Wednesday, May 23, 2012

Cysters and Fibros: Loving and Losing Friends to Cystic Fibrosis

With the internet and increasing survival of CF patients many of us have found fulfilling friendships within the CF community, and some have even found romance within the CF community. In fact, it was a CF patient who coined the terms "Cysters and Fibros" just a few years ago. Since the birth of "Cysters and Fibros" many of us have enjoyed using this term to describe our more-than-friendship-but-family-surviving-CF-together perspective in the CF community. For a decade I have enjoyed researching CF online, seeking out support groups, and befriending others with CF. I have met some of the most incredible people who have CF, and unfortunately I have lost some of the most amazing friends I have ever had. I admire many of our Cysters and FiBros; we battle the same disease, offer advice to one another, and become a pillar of support for one another in dealing with this devastating disease. When I'm at home spending hours on breathing treatments, vest treatments, or just feeling bad I can turn to FaceBook or Skype and chat with another Cyster or Fibro who is also doing treatments or not feeling up to getting out of the house.

My first "group" of CF friends were found over a decade ago. I discovered a CF message board and e-mail support group full of older, wiser, more experienced CFers. I was only 17 and had not experienced many serious complications from CF (yet). What I discovered was a great group of people, but also the fact that being an adult with CF is (1) a blessing to survive childhood (2) full of complications, hospital stays, and often times great suffering. My "group" consisted of CFers across the United States. I thought it was nothing short of amazing (keep in mind this is over a decade ago) that I met people with CF from New York, California, Pennsylvania, and Maryland. This was back before Skype and when the only pictures you could see of one another were uploaded onto AIM or slowly sent through e-mail or snail mail.

My first group of CF friends consisted of Jim, BJ, Don, Kristin and Joey.

Jim, BJ, and Don had already received lung transplant when I met them via CF message boards.

Within six months of getting to know Jim, he died from rejection. His suffering was long and miserable and extremely sad for me to hear him talk about.
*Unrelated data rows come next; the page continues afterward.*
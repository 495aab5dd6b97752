//! The `container` runtime: runs a user image as a Job, CronJob, Deployment,
//! served Deployment, or builds a new image from it.

mod runners;
pub mod specs;

pub use runners::{
    ContainerBase, ContainerBuildRunner, ContainerDeployRunner, ContainerJobRunner,
    ContainerServeRunner,
};

use std::collections::{BTreeMap, BTreeSet};
use std::sync::Arc;

use async_trait::async_trait;
use serde_json::Value;
use tracing::{debug, info, instrument};

use super::{
    check_run_kind, merge_specs, parse_spec, ConfigurationService, CredentialsService,
    EntityName, EntityService, Runner, Runtime, SecretService, SpecRegistry,
};
use crate::config::ControllerConfig;
use crate::error::{Error, Result};
use crate::model::{BuildWorkload, Function, Run, Runnable, SpecMap, Task, Workload};
use specs::{
    BuildTaskSpec, ContainerFunctionSpec, ContainerRunSpec, DeployTaskSpec, JobTaskSpec,
    K8sTaskSpec, ServeTaskSpec,
};

pub const RUNTIME: &str = "container";
pub const RUN_KIND: &str = "container+run";

pub(crate) const JOB_TASK: &str = "job";
pub(crate) const DEPLOY_TASK: &str = "deploy";
pub(crate) const SERVE_TASK: &str = "serve";
pub(crate) const BUILD_TASK: &str = "build";

const TASKS: [&str; 4] = [JOB_TASK, DEPLOY_TASK, SERVE_TASK, BUILD_TASK];

/// Key the function spec is attached under in the effective run spec.
const FUNCTION_SPEC: &str = "function_spec";

pub struct ContainerRuntime {
    config: Arc<ControllerConfig>,
    specs: SpecRegistry,
    entities: Arc<dyn EntityService>,
    secrets: Arc<dyn SecretService>,
    credentials: Arc<dyn CredentialsService>,
    configuration: Arc<dyn ConfigurationService>,
}

impl ContainerRuntime {
    pub fn new(
        config: Arc<ControllerConfig>,
        entities: Arc<dyn EntityService>,
        secrets: Arc<dyn SecretService>,
        credentials: Arc<dyn CredentialsService>,
        configuration: Arc<dyn ConfigurationService>,
    ) -> Self {
        let mut specs = SpecRegistry::new();
        Self::register_specs(&mut specs);
        Self {
            config,
            specs,
            entities,
            secrets,
            credentials,
            configuration,
        }
    }

    /// Spec types of this runtime, one per `(kind, entity)`.
    pub fn register_specs(registry: &mut SpecRegistry) {
        registry.register_type::<ContainerFunctionSpec>(RUNTIME, RUNTIME, EntityName::Function);
        registry.register_type::<JobTaskSpec>(RUNTIME, &task_kind(JOB_TASK), EntityName::Task);
        registry.register_type::<DeployTaskSpec>(RUNTIME, &task_kind(DEPLOY_TASK), EntityName::Task);
        registry.register_type::<ServeTaskSpec>(RUNTIME, &task_kind(SERVE_TASK), EntityName::Task);
        registry.register_type::<BuildTaskSpec>(RUNTIME, &task_kind(BUILD_TASK), EntityName::Task);
        registry.register_type::<ContainerRunSpec>(RUNTIME, RUN_KIND, EntityName::Run);
    }

    fn task_name(kind: &str) -> Result<&str> {
        kind.strip_prefix("container+")
            .filter(|task| TASKS.contains(task))
            .ok_or_else(|| {
                Error::InvalidArgument(format!(
                    "task kind {kind} not recognized by the {RUNTIME} runtime"
                ))
            })
    }

    async fn secrets_for(&self, run: &Run) -> Result<BTreeMap<String, BTreeSet<String>>> {
        let k8s: K8sTaskSpec = parse_spec(&run.spec, "task spec")?;
        if k8s.secrets.is_empty() {
            return Ok(BTreeMap::new());
        }
        self.secrets.secret_data(&run.project, &k8s.secrets).await
    }
}

fn task_kind(task: &str) -> String {
    format!("{RUNTIME}+{task}")
}

#[async_trait]
impl Runtime for ContainerRuntime {
    fn name(&self) -> &'static str {
        RUNTIME
    }

    fn run_kind(&self) -> &'static str {
        RUN_KIND
    }

    fn build(&self, function: &Function, task: &Task, run: &Run) -> Result<SpecMap> {
        check_run_kind(self, run)?;
        Self::task_name(&task.kind)?;

        self.specs
            .validate(RUNTIME, RUNTIME, EntityName::Function, &function.spec)?;
        self.specs
            .validate(RUNTIME, &task.kind, EntityName::Task, &task.spec)?;
        self.specs
            .validate(RUNTIME, RUN_KIND, EntityName::Run, &run.spec)?;

        let mut effective = merge_specs(&run.spec, &task.spec);
        effective.insert(FUNCTION_SPEC.to_string(), Value::Object(function.spec.clone()));
        debug!(run_id = %run.id, task = %task.kind, "built effective run spec");
        Ok(effective)
    }

    #[instrument(skip_all, fields(run_id = %run.id, task = %run.task))]
    async fn run(&self, run: &Run) -> Result<Runnable> {
        check_run_kind(self, run)?;
        let task = run.task_ref()?;
        Self::task_name(&task.kind())?;

        let spec: ContainerRunSpec = parse_spec(&run.spec, "run spec")?;
        let base = ContainerBase::new(
            spec,
            self.secrets_for(run).await?,
            self.config.labels.prefix.clone(),
        );

        let runner: Box<dyn Runner> = match task.task.as_str() {
            JOB_TASK => Box::new(ContainerJobRunner::new(base)),
            DEPLOY_TASK => Box::new(ContainerDeployRunner::new(base)),
            SERVE_TASK => Box::new(ContainerServeRunner::new(base)),
            BUILD_TASK => Box::new(ContainerBuildRunner::new(base, self.config.build.clone())),
            other => {
                return Err(Error::InvalidArgument(format!(
                    "no {RUNTIME} runner for task {other}"
                )))
            }
        };

        let mut runnable = runner.produce(run)?;
        runnable.credentials = self.credentials.credentials(run).await?;
        runnable.configurations = self.configuration.configurations();
        info!(framework = runnable.framework(), "produced runnable");
        Ok(runnable)
    }

    async fn on_complete(&self, run: &Run, runnable: &Runnable) -> Result<()> {
        let Workload::Build(BuildWorkload {
            destination: Some(image),
            ..
        }) = &runnable.workload
        else {
            return Ok(());
        };

        let task = run.task_ref()?;
        let mut function = self.entities.function(&task).await?;
        let current = function.spec.get("image").and_then(Value::as_str);
        if current == Some(image.as_str()) {
            debug!(run_id = %run.id, function = %function.name, "function already uses built image");
            return Ok(());
        }

        function
            .spec
            .insert("image".to_string(), Value::String(image.clone()));
        let function = self.entities.update_function(function).await?;
        info!(run_id = %run.id, function = %function.name, image = %image, "function updated to built image");
        Ok(())
    }
}

#[cfg(test)]
mod tests {
    use serde_json::json;

    use super::*;
    use crate::lifecycle::RunState;
    use crate::model::Credentials;
    use crate::runtime::{
        InMemoryEntities, MockSecretService, StaticConfiguration, StaticCredentials,
    };

    fn map(value: Value) -> SpecMap {
        value.as_object().cloned().unwrap_or_default()
    }

    fn function() -> Function {
        Function {
            id: "f1".into(),
            project: "demo".into(),
            name: "hello".into(),
            kind: RUNTIME.into(),
            spec: map(json!({"image": "python:3.12", "command": "python"})),
        }
    }

    fn task(kind: &str, spec: Value) -> Task {
        Task {
            id: "t1".into(),
            project: "demo".into(),
            kind: kind.into(),
            spec: map(spec),
        }
    }

    fn run(task: &str, spec: Value) -> Run {
        Run::new("demo", RUN_KIND, format!("container+{task}://demo/hello"), map(spec))
    }

    fn runtime_with(entities: Arc<InMemoryEntities>, secrets: MockSecretService) -> ContainerRuntime {
        ContainerRuntime::new(
            Arc::new(ControllerConfig::default()),
            entities,
            Arc::new(secrets),
            Arc::new(StaticCredentials::new(Credentials::new(BTreeMap::from([(
                "TOKEN".to_string(),
                "abc".to_string(),
            )])))),
            Arc::new(StaticConfiguration::new(BTreeMap::from([(
                "PLATFORM".to_string(),
                "test".to_string(),
            )]))),
        )
    }

    fn runtime() -> ContainerRuntime {
        runtime_with(Arc::new(InMemoryEntities::new()), MockSecretService::new())
    }

    #[test]
    fn run_spec_wins_over_task_spec() {
        let runtime = runtime();
        let effective = runtime
            .build(
                &function(),
                &task("container+job", json!({"args": ["--slow"], "backoff_limit": 3})),
                &run("job", json!({"args": ["--fast"]})),
            )
            .unwrap();

        assert_eq!(effective["args"], json!(["--fast"]));
        assert_eq!(effective["backoff_limit"], json!(3));
        assert_eq!(effective[FUNCTION_SPEC]["image"], "python:3.12");
    }

    #[test]
    fn function_spec_is_never_overridden() {
        let effective = runtime()
            .build(
                &function(),
                &task("container+job", json!({})),
                &run("job", json!({"function_spec": {"image": "evil"}})),
            )
            .unwrap();
        assert_eq!(effective[FUNCTION_SPEC]["image"], "python:3.12");
    }

    #[test]
    fn unknown_task_kind_is_rejected() {
        let err = runtime()
            .build(&function(), &task("container+spark", json!({})), &run("job", json!({})))
            .unwrap_err();
        assert!(matches!(err, Error::InvalidArgument(_)));
    }

    #[test]
    fn foreign_run_kind_is_rejected() {
        let mut run = run("job", json!({}));
        run.kind = "python+run".into();
        let err = runtime()
            .build(&function(), &task("container+job", json!({})), &run)
            .unwrap_err();
        assert!(matches!(err, Error::InvalidArgument(_)));
    }

    #[test]
    fn malformed_task_spec_is_invalid() {
        let err = runtime()
            .build(
                &function(),
                &task("container+serve", json!({"replicas": "many"})),
                &run("serve", json!({})),
            )
            .unwrap_err();
        assert!(matches!(err, Error::InvalidSpec(_)));
    }

    #[tokio::test]
    async fn job_run_produces_ready_runnable() {
        let mut secrets = MockSecretService::new();
        secrets
            .expect_secret_data()
            .withf(|project, names| project == "demo" && names.contains("db"))
            .times(1)
            .returning(|_, _| {
                Ok(BTreeMap::from([(
                    "db".to_string(),
                    BTreeSet::from(["password".to_string()]),
                )]))
            });
        let runtime = runtime_with(Arc::new(InMemoryEntities::new()), secrets);

        let mut run = run("job", json!({}));
        run.spec = runtime
            .build(
                &function(),
                &task("container+job", json!({"args": ["main.py"], "secrets": ["db"]})),
                &run,
            )
            .unwrap();

        let runnable = runtime.run(&run).await.unwrap();

        assert_eq!(runnable.id, run.id);
        assert_eq!(runnable.state, RunState::Ready);
        assert_eq!(runnable.framework(), "k8sjob");
        assert_eq!(runnable.container.image, "python:3.12");
        assert_eq!(runnable.container.command.as_deref(), Some("python"));
        assert_eq!(runnable.container.args, vec!["main.py"]);
        assert!(runnable.container.secrets.contains_key("db"));
        assert_eq!(runnable.credentials.get("TOKEN"), Some("abc"));
        assert_eq!(runnable.configurations["PLATFORM"], "test");
    }

    #[tokio::test]
    async fn build_completion_updates_function_image_once() {
        let entities = Arc::new(InMemoryEntities::new());
        entities.insert_function(function());
        let runtime = runtime_with(entities.clone(), MockSecretService::new());

        let run = run("build", json!({}));
        let runnable = Runnable {
            id: run.id.clone(),
            workload: Workload::Build(BuildWorkload {
                dockerfile: "FROM python:3.12\n".into(),
                backoff_limit: None,
                destination: Some("registry.local/runs-demo-hello:r1".into()),
            }),
            ..Runnable::default()
        };

        runtime.on_complete(&run, &runnable).await.unwrap();
        runtime.on_complete(&run, &runnable).await.unwrap();

        let updated = entities.function_named("demo", "hello").unwrap();
        assert_eq!(updated.spec["image"], "registry.local/runs-demo-hello:r1");
        assert_eq!(updated.spec["command"], "python");
    }

    #[tokio::test]
    async fn completion_of_other_workloads_is_a_no_op() {
        let runtime = runtime();
        let runnable = Runnable::default();
        runtime
            .on_complete(&run("job", json!({})), &runnable)
            .await
            .unwrap();
    }
}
The night before he died we talked about religion and he asked me to pray that he would die in his sleep. I refused. But he died later that night, in his sleep. This was my first experience with CF and death; I was heartbroken for weeks.

Then there was BJ. His transplant was successful and his health remained stable for two years. He did not like to go out much, but enjoyed talking on the phone. He and I would exchange gifts in the mail. But one day I called and he sounded terribly weak. He was not up to talking and was not his usual self. His body was rejecting his transplanted lungs. His doctors were not hopeful. We e-mailed daily and then one day I did not receive a reply from him. I worried. I called his house. There was no answer. Two weeks passed, and finally I received the bad news that BJ died. A few weeks later I received a Beanie Baby stuffed animal dog named "Courage" that BJ bought me for Christmas shortly before he died. His mother mailed it to me along with a note BJ wrote thanking me for my friendship and telling me to "stay strong" and "fight CF harder than anything you have ever fought for." Shortly before BJ passed I found out I had CFRD and was frustrated that I would have to take insulin shots daily. BJ talked about all he had gone through with transplant and said, "You are stronger than you think Meranda. You will see. Give yourself more credit. It's just a shot. You will go through a lot more with CF." He was right. I turned out to be much stronger than I ever imagined and I have faced great challenges with CF. These days, insulin shots are the easiest part of my daily regimen.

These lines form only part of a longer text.